“Quando si scrive poesie non si soffre”. “Peste e guerra” è l’ultimo libro di Iacuzzi, raccolta di versi dal 1982 al 2022: “Molti sono dedicati ai miei maestri, e anche a Luca Iozzelli”. Intervista di Linda Meoni, “La Nazione2, 10 dicembre 2022.
La poesia non chiede comprensione. Chiede trasporto, interrogazione continua della verità, per avvicinarsi almeno un po’ a un’idea di salvezza. E il poeta? È come se fosse attraversato da un virus: “Uno scrive perché si ammala. Quando arriva la poesia, tu ne subisci l’influenza, è un altro che parla. E’ una dimensione del silenzio perché, quando si scrive, non si soffre.

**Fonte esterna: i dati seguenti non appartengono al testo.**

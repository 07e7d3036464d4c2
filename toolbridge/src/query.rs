use std::collections::HashSet;
use std::fmt::{Display, Formatter};

use serde::{Deserialize, Serialize};
use serde_json::{Map, Number, Value};
use sqlx::postgres::{PgArguments, PgRow};
use sqlx::query::Query;
use sqlx::{Column, Postgres, Row, TypeInfo};
use tracing::instrument;

use crate::errors::{Result, ToolbridgeError};

pub const MAX_LIMIT: i64 = 1000;
pub const DEFAULT_LIMIT: i64 = 100;

/// A statement ready for execution: SQL text with `$n` placeholders and the
/// values to bind, in placeholder order. Caller-supplied values never appear
/// in `text`; only validated identifiers do.
#[derive(Debug, Clone, PartialEq)]
pub struct Statement {
    pub text: String,
    pub values: Vec<Value>,
}

#[derive(Debug, Clone, Copy, PartialEq, Eq, Serialize, Deserialize)]
#[serde(rename_all = "lowercase")]
pub enum Action {
    Select,
    Insert,
    Update,
    Delete,
    Count,
}

impl Display for Action {
    fn fmt(&self, f: &mut Formatter<'_>) -> std::fmt::Result {
        let label = match self {
            Action::Select => "select",
            Action::Insert => "insert",
            Action::Update => "update",
            Action::Delete => "delete",
            Action::Count => "count",
        };
        f.write_str(label)
    }
}

#[derive(Debug, Clone, Deserialize)]
pub struct QueryRequest {
    pub action: Action,
    pub table: String,
    #[serde(default)]
    pub data: Option<Map<String, Value>>,
    #[serde(default, rename = "where")]
    pub filter: Option<Map<String, Value>>,
    #[serde(default)]
    pub limit: Option<i64>,
    #[serde(default)]
    pub offset: Option<i64>,
    #[serde(default)]
    pub order_by: Option<String>,
    #[serde(default)]
    pub order_direction: Option<String>,
}

/// Builds parameterized statements against a closed set of tables.
#[derive(Debug, Clone)]
pub struct QueryBuilder {
    allowed_tables: HashSet<String>,
}

impl QueryBuilder {
    pub fn new(allowed_tables: impl IntoIterator<Item = String>) -> Result<Self> {
        let allowed_tables: HashSet<String> = allowed_tables
            .into_iter()
            .map(|table| table.trim().to_string())
            .filter(|table| !table.is_empty())
            .collect();
        if allowed_tables.is_empty() {
            return Err(ToolbridgeError::InvalidConfig(
                "no allowed tables configured for the storage tool".to_string(),
            ));
        }
        for table in &allowed_tables {
            validate_identifier(table)?;
        }
        Ok(Self { allowed_tables })
    }

    pub fn is_table_allowed(&self, table: &str) -> bool {
        self.allowed_tables.contains(table)
    }

    #[instrument(skip(self, request), fields(action = %request.action, table = %request.table))]
    pub fn build(&self, request: &QueryRequest) -> Result<Statement> {
        if !self.is_table_allowed(&request.table) {
            return Err(ToolbridgeError::TableNotAllowed(request.table.clone()));
        }
        match request.action {
            Action::Select => self.build_select(request),
            Action::Insert => self.build_insert(request),
            Action::Update => self.build_update(request),
            Action::Delete => self.build_delete(request),
            Action::Count => self.build_count(request),
        }
    }

    fn build_select(&self, request: &QueryRequest) -> Result<Statement> {
        let mut text = format!("SELECT * FROM {}", request.table);
        let mut values = Vec::new();
        append_where(&mut text, &mut values, request.filter.as_ref())?;

        if let Some(order_by) = request.order_by.as_deref() {
            validate_identifier(order_by)?;
            let direction = coerce_direction(request.order_direction.as_deref());
            text.push_str(&format!(" ORDER BY {order_by} {direction}"));
        }

        let limit = request
            .limit
            .unwrap_or(DEFAULT_LIMIT)
            .clamp(1, MAX_LIMIT);
        text.push_str(&format!(" LIMIT {limit}"));
        let offset = request.offset.unwrap_or(0).max(0);
        if offset > 0 {
            text.push_str(&format!(" OFFSET {offset}"));
        }
        Ok(Statement { text, values })
    }

    fn build_insert(&self, request: &QueryRequest) -> Result<Statement> {
        let data = require_entries(request.data.as_ref(), "data")?;
        let mut columns = Vec::with_capacity(data.len());
        let mut placeholders = Vec::with_capacity(data.len());
        let mut values = Vec::with_capacity(data.len());
        for (index, (column, value)) in data.iter().enumerate() {
            validate_identifier(column)?;
            columns.push(column.as_str());
            placeholders.push(format!("${}", index + 1));
            values.push(value.clone());
        }
        let text = format!(
            "INSERT INTO {} ({}) VALUES ({}) RETURNING *",
            request.table,
            columns.join(", "),
            placeholders.join(", "),
        );
        Ok(Statement { text, values })
    }

    fn build_update(&self, request: &QueryRequest) -> Result<Statement> {
        let data = require_entries(request.data.as_ref(), "data")?;
        require_entries(request.filter.as_ref(), "where")?;

        let mut assignments = Vec::with_capacity(data.len());
        let mut values = Vec::new();
        for (column, value) in data {
            validate_identifier(column)?;
            values.push(value.clone());
            assignments.push(format!("{column} = ${}", values.len()));
        }
        let mut text = format!(
            "UPDATE {} SET {}",
            request.table,
            assignments.join(", "),
        );
        append_where(&mut text, &mut values, request.filter.as_ref())?;
        text.push_str(" RETURNING *");
        Ok(Statement { text, values })
    }

    fn build_delete(&self, request: &QueryRequest) -> Result<Statement> {
        require_entries(request.filter.as_ref(), "where")?;
        let mut text = format!("DELETE FROM {}", request.table);
        let mut values = Vec::new();
        append_where(&mut text, &mut values, request.filter.as_ref())?;
        text.push_str(" RETURNING *");
        Ok(Statement { text, values })
    }

    fn build_count(&self, request: &QueryRequest) -> Result<Statement> {
        let mut text = format!("SELECT COUNT(*) AS count FROM {}", request.table);
        let mut values = Vec::new();
        append_where(&mut text, &mut values, request.filter.as_ref())?;
        Ok(Statement { text, values })
    }
}

/// Strict identifier pattern: `^[A-Za-z_][A-Za-z0-9_]*$`. Identifiers are the
/// only caller-supplied input ever interpolated into statement text, and only
/// after passing this check.
pub fn validate_identifier(name: &str) -> Result<()> {
    let mut chars = name.chars();
    let valid = match chars.next() {
        Some(first) => {
            (first.is_ascii_alphabetic() || first == '_')
                && chars.all(|ch| ch.is_ascii_alphanumeric() || ch == '_')
        }
        None => false,
    };
    if valid {
        Ok(())
    } else {
        Err(ToolbridgeError::ColumnNameInvalid(name.to_string()))
    }
}

fn coerce_direction(requested: Option<&str>) -> &'static str {
    match requested {
        Some(value) if value.eq_ignore_ascii_case("desc") => "DESC",
        _ => "ASC",
    }
}

fn require_entries<'a>(
    entries: Option<&'a Map<String, Value>>,
    field: &'static str,
) -> Result<&'a Map<String, Value>> {
    match entries {
        Some(map) if !map.is_empty() => Ok(map),
        _ => Err(ToolbridgeError::MissingRequiredField(field)),
    }
}

fn append_where(
    text: &mut String,
    values: &mut Vec<Value>,
    filter: Option<&Map<String, Value>>,
) -> Result<()> {
    let Some(filter) = filter else {
        return Ok(());
    };
    if filter.is_empty() {
        return Ok(());
    }
    let mut clauses = Vec::with_capacity(filter.len());
    for (column, value) in filter {
        validate_identifier(column)?;
        if value.is_null() {
            clauses.push(format!("{column} IS NULL"));
        } else {
            values.push(value.clone());
            clauses.push(format!("{column} = ${}", values.len()));
        }
    }
    text.push_str(" WHERE ");
    text.push_str(&clauses.join(" AND "));
    Ok(())
}

/// Binds the statement's values positionally. JSON scalars map onto their
/// closest Postgres types; arrays and objects go through as jsonb.
pub fn bind_statement(statement: &Statement) -> Query<'_, Postgres, PgArguments> {
    let mut query = sqlx::query(&statement.text);
    for value in &statement.values {
        query = match value {
            Value::Null => query.bind(Option::<String>::None),
            Value::Bool(flag) => query.bind(*flag),
            Value::Number(number) => match number.as_i64() {
                Some(integer) => query.bind(integer),
                None => query.bind(number.as_f64().unwrap_or(0.0)),
            },
            Value::String(text) => query.bind(text.as_str()),
            other => query.bind(other.clone()),
        };
    }
    query
}

/// Decodes one row into a JSON object, keyed by column name. Types without a
/// JSON mapping fall back to their text representation, or null.
pub fn row_to_value(row: &PgRow) -> Value {
    let mut object = Map::with_capacity(row.columns().len());
    for column in row.columns() {
        let index = column.ordinal();
        let value = match column.type_info().name() {
            "INT2" | "INT4" => row
                .try_get::<Option<i32>, _>(index)
                .ok()
                .flatten()
                .map(|v| Value::Number(v.into()))
                .unwrap_or(Value::Null),
            "INT8" => row
                .try_get::<Option<i64>, _>(index)
                .ok()
                .flatten()
                .map(|v| Value::Number(v.into()))
                .unwrap_or(Value::Null),
            "FLOAT4" => row
                .try_get::<Option<f32>, _>(index)
                .ok()
                .flatten()
                .and_then(|v| Number::from_f64(f64::from(v)))
                .map(Value::Number)
                .unwrap_or(Value::Null),
            "FLOAT8" => row
                .try_get::<Option<f64>, _>(index)
                .ok()
                .flatten()
                .and_then(Number::from_f64)
                .map(Value::Number)
                .unwrap_or(Value::Null),
            "BOOL" => row
                .try_get::<Option<bool>, _>(index)
                .ok()
                .flatten()
                .map(Value::Bool)
                .unwrap_or(Value::Null),
            "UUID" => row
                .try_get::<Option<uuid::Uuid>, _>(index)
                .ok()
                .flatten()
                .map(|v| Value::String(v.to_string()))
                .unwrap_or(Value::Null),
            "TIMESTAMPTZ" => row
                .try_get::<Option<chrono::DateTime<chrono::Utc>>, _>(index)
                .ok()
                .flatten()
                .map(|v| Value::String(v.to_rfc3339()))
                .unwrap_or(Value::Null),
            "TIMESTAMP" => row
                .try_get::<Option<chrono::NaiveDateTime>, _>(index)
                .ok()
                .flatten()
                .map(|v| Value::String(v.to_string()))
                .unwrap_or(Value::Null),
            "DATE" => row
                .try_get::<Option<chrono::NaiveDate>, _>(index)
                .ok()
                .flatten()
                .map(|v| Value::String(v.to_string()))
                .unwrap_or(Value::Null),
            "JSON" | "JSONB" => row
                .try_get::<Option<Value>, _>(index)
                .ok()
                .flatten()
                .unwrap_or(Value::Null),
            _ => row
                .try_get::<Option<String>, _>(index)
                .ok()
                .flatten()
                .map(Value::String)
                .unwrap_or(Value::Null),
        };
        object.insert(column.name().to_string(), value);
    }
    Value::Object(object)
}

Il momento dello scrivere è un momento di grazia, di guarigione”. L’occasione della riflessione per Paolo Fabrizio Iacuzzi, poeta ed editor nonché direttore del Premio letterario Ceppo, la offre il suo nuovo libro “Peste e guerra. La poesia non salverà la vita” (Interno poesia, 2022), raccolta di versi scelti prodotti nel periodo 1982-2022 più alcuni inediti – come ‘Requiem’, dedicata a Luca Iozzelli –, che si arricchisce di un’ultima parte in forma d’intervista fiume condotta da Michele Bordoni a Iacuzzi.
Questo libro raccoglie quarant’anni di poesia: è per lei un bilancio?
“Lo chiamerei rilancio. Una messa in piega dei propri versi cercando quelle chiavi che possano aprire a una loro comprensione. Spesso si guarda il libro, ma non la successione dei temi che ricorrono. Come lo è per me la bicicletta, ora reale – perché la mia poesia nasce sempre da un’esperienza specifica –, ora no, al punto di parlare quasi di autofiction. Dentro ci sono tante poesie dedicate ai miei maestri, Guccini, Bigongiari, Carifi, Giudici. C’è Luca Iozzelli, che io trasformo in un mio alter ego, il signore del Ceppo”.
Quanto è difficile scrivere e fare libri, in particolare poesia?
“Chi scrive ha bisogno di trovare la propria voce. Io prima di aver fatto certe esperienze che hanno rivoluzionato la mia vita non ero pronto. Penso a quella in Caritas nel 1989, dove rimasi per due anni: da lì ho tratto un’umanità corale, un senso degli ultimi che prima non possedevo. E poi serve tempo, anche il montaggio è importante, è il risultato di una costruzione che si compie dentro di te. Una singola poesia per me ha significato soltanto se è dentro una cornice. Del resto Pistoia è la città dei racconti e della poesia in forma di racconto. Ne sono la prova le cento figure del Fregio, l’Altare d’argento in Duomo, il Pulpito di Sant’Andrea… Pistoia è la città delle narrazioni in poesia. In un mio libro futuro mi piacerebbe per esempio attraversare l’Altare d’argento, compiere un processo utile a inquadrare il mio vissuto. La poesia pensa, diceva Bigongiari, ovvero la poesia è un’esperienza sensibile e corporale. È un corpo a corpo con la mia vita, con la realtà, con gli altri che ti entrano dentro e tu elabori questa intersezione che si genera”.
A proposito di libri da scrivere, c’è già qualche indizio sul prossimo, il settimo…
“Immagino che si chiamerà ‘Fiabucce’ per sottolineare l’impossibilità di edificare delle favole. Sono l’occasione per riattraversare questa pandemia sotto gli occhi dell’infanzia e degli adulti, raccontando anche la speranza. Ecco, in qualche modo sta qui la salvezza: nella stessa sopravvivenza”.